START Given information
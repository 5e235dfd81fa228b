//! Session quota rules
//!
//! Pure functions over [`Settings`] and [`UsageData`] at a given instant.
//! The coordinator owns the records; everything here only reads them.

use serde::{Deserialize, Serialize};

use crate::config::Settings;

/// Usage accumulated in the current session
#[derive(Debug, Clone, Copy, Serialize, Deserialize, PartialEq, Eq)]
#[serde(rename_all = "camelCase")]
pub struct UsageData {
    /// When the current session began (epoch ms)
    pub session_start_time: i64,
    /// Submissions made in this session
    pub prompt_count: u32,
    /// Time of the most recent submission, 0 if none
    pub last_used: i64,
}

impl UsageData {
    /// A freshly reset session starting at `now`
    pub fn fresh(now: i64) -> Self {
        Self {
            session_start_time: now,
            prompt_count: 0,
            last_used: 0,
        }
    }

    /// Counts one submission made at `now`
    pub fn record_submission(&mut self, now: i64) {
        self.prompt_count = self.prompt_count.saturating_add(1);
        self.last_used = now;
    }

    /// Milliseconds since the session started
    pub fn elapsed_ms(&self, now: i64) -> i64 {
        now - self.session_start_time
    }
}

/// Where a session stands against its quota
#[derive(Debug, Clone, Copy, Serialize, Deserialize, PartialEq, Eq)]
#[serde(rename_all = "camelCase")]
pub enum SessionPhase {
    /// Just reset, nothing submitted yet
    Fresh,
    /// Some submissions made, limits not reached
    Active,
    /// Prompt or time limit reached; only a reset leaves this phase
    Exhausted,
}

/// True once the session has run for at least the configured time limit
pub fn time_exhausted(settings: &Settings, usage: &UsageData, now: i64) -> bool {
    usage.elapsed_ms(now) >= settings.time_limit_ms()
}

/// True once the session has used all of its prompts
pub fn prompts_exhausted(settings: &Settings, usage: &UsageData) -> bool {
    usage.prompt_count >= settings.prompt_limit
}

pub fn session_phase(settings: &Settings, usage: &UsageData, now: i64) -> SessionPhase {
    if prompts_exhausted(settings, usage) || time_exhausted(settings, usage, now) {
        SessionPhase::Exhausted
    } else if usage.prompt_count == 0 {
        SessionPhase::Fresh
    } else {
        SessionPhase::Active
    }
}

/// Whether automation may run right now
///
/// `enabled ∧ count < limit ∧ elapsed < time limit`; false when either
/// record is missing.
pub fn can_use(settings: Option<&Settings>, usage: Option<&UsageData>, now: i64) -> bool {
    match (settings, usage) {
        (Some(settings), Some(usage)) => {
            settings.is_enabled
                && !prompts_exhausted(settings, usage)
                && !time_exhausted(settings, usage, now)
        }
        _ => false,
    }
}

/// Literal prefix match of `url` against the allow-list.
///
/// Not hostname-aware: `https://a.com` also matches `https://a.com.evil`.
pub fn is_allowed_site(allowed_sites: &[String], url: &str) -> bool {
    allowed_sites.iter().any(|site| url.starts_with(site.as_str()))
}

/// Read-only view of the session for settings surfaces
#[derive(Debug, Clone, Serialize, Deserialize, PartialEq, Eq)]
#[serde(rename_all = "camelCase")]
pub struct SessionSummary {
    pub phase: SessionPhase,
    pub prompt_count: u32,
    pub prompts_remaining: u32,
    /// Negative once the time limit has passed
    pub time_remaining_ms: i64,
    /// `m:ss`, or `Expired`
    pub time_remaining: String,
}

impl SessionSummary {
    pub fn new(settings: &Settings, usage: &UsageData, now: i64) -> Self {
        let time_remaining_ms = settings.time_limit_ms() - usage.elapsed_ms(now);
        Self {
            phase: session_phase(settings, usage, now),
            prompt_count: usage.prompt_count,
            prompts_remaining: settings.prompt_limit.saturating_sub(usage.prompt_count),
            time_remaining_ms,
            time_remaining: format_time_remaining(time_remaining_ms),
        }
    }
}

pub fn format_time_remaining(remaining_ms: i64) -> String {
    if remaining_ms <= 0 {
        return "Expired".to_string();
    }
    let minutes = remaining_ms / 60_000;
    let seconds = (remaining_ms % 60_000) / 1000;
    format!("{}:{:02}", minutes, seconds)
}
//! Data sanitization for logging
//!
//! Navigated URLs and prompt text are user data; they are trimmed down
//! before they reach the logs.

/// Sanitizer for user data
///
/// Provides static methods to shorten or strip values before logging.
pub struct Sanitizer;

impl Sanitizer {
    /// Sanitizes a URL by removing query parameters and fragments
    ///
    /// Chat URLs often carry conversation ids or share tokens in the query.
    ///
    /// # Examples
    ///
    /// ```
    /// use autoprompter_lib::security::Sanitizer;
    ///
    /// assert_eq!(
    ///     Sanitizer::sanitize_url("https://chat.example.com/c/123?share=secret"),
    ///     "https://chat.example.com/c/123"
    /// );
    /// ```
    pub fn sanitize_url(url: &str) -> String {
        let end = url.find(['?', '#']).unwrap_or(url.len());
        url[..end].to_string()
    }

    /// Shortens text to at most `max_chars` characters, marking the cut with `...`
    ///
    /// # Examples
    ///
    /// ```
    /// use autoprompter_lib::security::Sanitizer;
    ///
    /// assert_eq!(Sanitizer::truncate_for_log("continue", 20), "continue");
    /// assert_eq!(Sanitizer::truncate_for_log("please keep going", 6), "please...");
    /// ```
    pub fn truncate_for_log(text: &str, max_chars: usize) -> String {
        match text.char_indices().nth(max_chars) {
            Some((cut, _)) => format!("{}...", &text[..cut]),
            None => text.to_string(),
        }
    }
}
END Given information
#### Problem statement
Exact retyping of every entry is required.

#### Written reply
repository 5e235dfd81fa228b
//! Session quota rules
//!
//! Pure functions over [`Settings`] and [`UsageData`] at a given instant.
//! The coordinator owns the records; everything here only reads them.

use serde::{Deserialize, Serialize};

use crate::config::Settings;

/// Usage accumulated in the current session
#[derive(Debug, Clone, Copy, Serialize, Deserialize, PartialEq, Eq)]
#[serde(rename_all = "camelCase")]
pub struct UsageData {
    /// When the current session began (epoch ms)
    pub session_start_time: i64,
    /// Submissions made in this session
    pub prompt_count: u32,
    /// Time of the most recent submission, 0 if none
    pub last_used: i64,
}

impl UsageData {
    /// A freshly reset session starting at `now`
    pub fn fresh(now: i64) -> Self {
        Self {
            session_start_time: now,
            prompt_count: 0,
            last_used: 0,
        }
    }

    /// Counts one submission made at `now`
    pub fn record_submission(&mut self, now: i64) {
        self.prompt_count = self.prompt_count.saturating_add(1);
        self.last_used = now;
    }

    /// Milliseconds since the session started
    pub fn elapsed_ms(&self, now: i64) -> i64 {
        now - self.session_start_time
    }
}

/// Where a session stands against its quota
#[derive(Debug, Clone, Copy, Serialize, Deserialize, PartialEq, Eq)]
#[serde(rename_all = "camelCase")]
pub enum SessionPhase {
    /// Just reset, nothing submitted yet
    Fresh,
    /// Some submissions made, limits not reached
    Active,
    /// Prompt or time limit reached; only a reset leaves this phase
    Exhausted,
}

/// True once the session has run for at least the configured time limit
pub fn time_exhausted(settings: &Settings, usage: &UsageData, now: i64) -> bool {
    usage.elapsed_ms(now) >= settings.time_limit_ms()
}

/// True once the session has used all of its prompts
pub fn prompts_exhausted(settings: &Settings, usage: &UsageData) -> bool {
    usage.prompt_count >= settings.prompt_limit
}

pub fn session_phase(settings: &Settings, usage: &UsageData, now: i64) -> SessionPhase {
    if prompts_exhausted(settings, usage) || time_exhausted(settings, usage, now) {
        SessionPhase::Exhausted
    } else if usage.prompt_count == 0 {
        SessionPhase::Fresh
    } else {
        SessionPhase::Active
    }
}

/// Whether automation may run right now
///
/// `enabled ∧ count < limit ∧ elapsed < time limit`; false when either
/// record is missing.
pub fn can_use(settings: Option<&Settings>, usage: Option<&UsageData>, now: i64) -> bool {
    match (settings, usage) {
        (Some(settings), Some(usage)) => {
            settings.is_enabled
                && !prompts_exhausted(settings, usage)
                && !time_exhausted(settings, usage, now)
        }
        _ => false,
    }
}

/// Literal prefix match of `url` against the allow-list.
///
/// Not hostname-aware: `https://a.com` also matches `https://a.com.evil`.
pub fn is_allowed_site(allowed_sites: &[String], url: &str) -> bool {
    allowed_sites.iter().any(|site| url.starts_with(site.as_str()))
}

/// Read-only view of the session for settings surfaces
#[derive(Debug, Clone, Serialize, Deserialize, PartialEq, Eq)]
#[serde(rename_all = "camelCase")]
pub struct SessionSummary {
    pub phase: SessionPhase,
    pub prompt_count: u32,
    pub prompts_remaining: u32,
    /// Negative once the time limit has passed
    pub time_remaining_ms: i64,
    /// `m:ss`, or `Expired`
    pub time_remaining: String,
}

impl SessionSummary {
    pub fn new(settings: &Settings, usage: &UsageData, now: i64) -> Self {
        let time_remaining_ms = settings.time_limit_ms() - usage.elapsed_ms(now);
        Self {
            phase: session_phase(settings, usage, now),
            prompt_count: usage.prompt_count,
            prompts_remaining: settings.prompt_limit.saturating_sub(usage.prompt_count),
            time_remaining_ms,
            time_remaining: format_time_remaining(time_remaining_ms),
        }
    }
}

pub fn format_time_remaining(remaining_ms: i64) -> String {
    if remaining_ms <= 0 {
        return "Expired".to_string();
    }
    let minutes = remaining_ms / 60_000;
    let seconds = (remaining_ms % 60_000) / 1000;
    format!("{}:{:02}", minutes, seconds)
}
//! Data sanitization for logging
//!
//! Navigated URLs and prompt text are user data; they are trimmed down
//! before they reach the logs.

/// Sanitizer for user data
///
/// Provides static methods to shorten or strip values before logging.
pub struct Sanitizer;

impl Sanitizer {
    /// Sanitizes a URL by removing query parameters and fragments
    ///
    /// Chat URLs often carry conversation ids or share tokens in the query.
    ///
    /// # Examples
    ///
    /// ```
    /// use autoprompter_lib::security::Sanitizer;
    ///
    /// assert_eq!(
    ///     Sanitizer::sanitize_url("https://chat.example.com/c/123?share=secret"),
    ///     "https://chat.example.com/c/123"
    /// );
    /// ```
    pub fn sanitize_url(url: &str) -> String {
        let end = url.find(['?', '#']).unwrap_or(url.len());
        url[..end].to_string()
    }

    /// Shortens text to at most `max_chars` characters, marking the cut with `...`
    ///
    /// # Examples
    ///
    /// ```
    /// use autoprompter_lib::security::Sanitizer;
    ///
    /// assert_eq!(Sanitizer::truncate_for_log("continue", 20), "continue");
    /// assert_eq!(Sanitizer::truncate_for_log("please keep going", 6), "please...");
    /// ```
    pub fn truncate_for_log(text: &str, max_chars: usize) -> String {
        match text.char_indices().nth(max_chars) {
            Some((cut, _)) => format!("{}...", &text[..cut]),
            None => text.to_string(),
        }
    }
}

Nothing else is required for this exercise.